Combinatorial impedance spectroscopy with Bayesian analysis for triple ionic-electronic conducting perovskites

Triple ionic-electronic conducting oxides (TIECs) show great promise in high-temperature electrochemical applications, including ceramic fuel cells and electrolyzers. The transport properties and electrochemical activity of TIECs strongly depend on chemical composition and environmental conditions, such as operating temperature and gas environment. Here, this dependency is investigated in a large family of TIEC oxide perovskite materials via combinatorial experimental methods and multidimensional Bayesian analysis. In total, more than 2500 impedance spectra are collected at three temperatures under dry air and humid N 2 atmospheres from 432 distinct Ba(Co,Fe,Zr,Y)O 3− δ (BCFZY) compositions that were synthesized by pulsed laser deposition. This study provides insight on the trends governing electrochemical performance. Combinatorial experiments demonstrate that Co-rich compositions achieve the lowest overall polarization resistance under both dry air and humid N 2 , while Fe substitution may increase polarization resistance. Hierarchical Bayesian analysis indicates that the performance-limiting process depends on the chemical composition, measurement temperature, and atmospheric humidity.
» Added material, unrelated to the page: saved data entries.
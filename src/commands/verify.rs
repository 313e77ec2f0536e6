//! Verify command implementation.
use anyhow::Result;
use std::sync::Arc;

use crate::cli::GlobalOpts;
use crate::logging::Logger;
use crate::tasks;

/// Run the verify command.
///
/// Verification never writes, so `--dry-run` has no effect here.
///
/// # Errors
///
/// Returns an error if configuration loading fails or any resource is
/// missing, differs, or cannot be checked.
pub fn run(global: &GlobalOpts, log: &Arc<Logger>) -> Result<()> {
    let runner = super::CommandRunner::new(global, log)?;
    let tasks = tasks::all_verify_tasks();
    runner.run(tasks.iter().map(Box::as_ref))?;
    log.info("all resources installed correctly");
    Ok(())
}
This work provides a map of electronic properties of materials in the BCFZY perovskite family under conditions that are relevant to their application as air electrodes for protonic ceramic fuel cells and electrolyzers, and demonstrates a unique approach to studying TIECs that combines combinatorial experiments and Bayesian analysis. We construct an empirical map of oxide electrode materials performance relevant to intermediate-temperature electrochemical devices.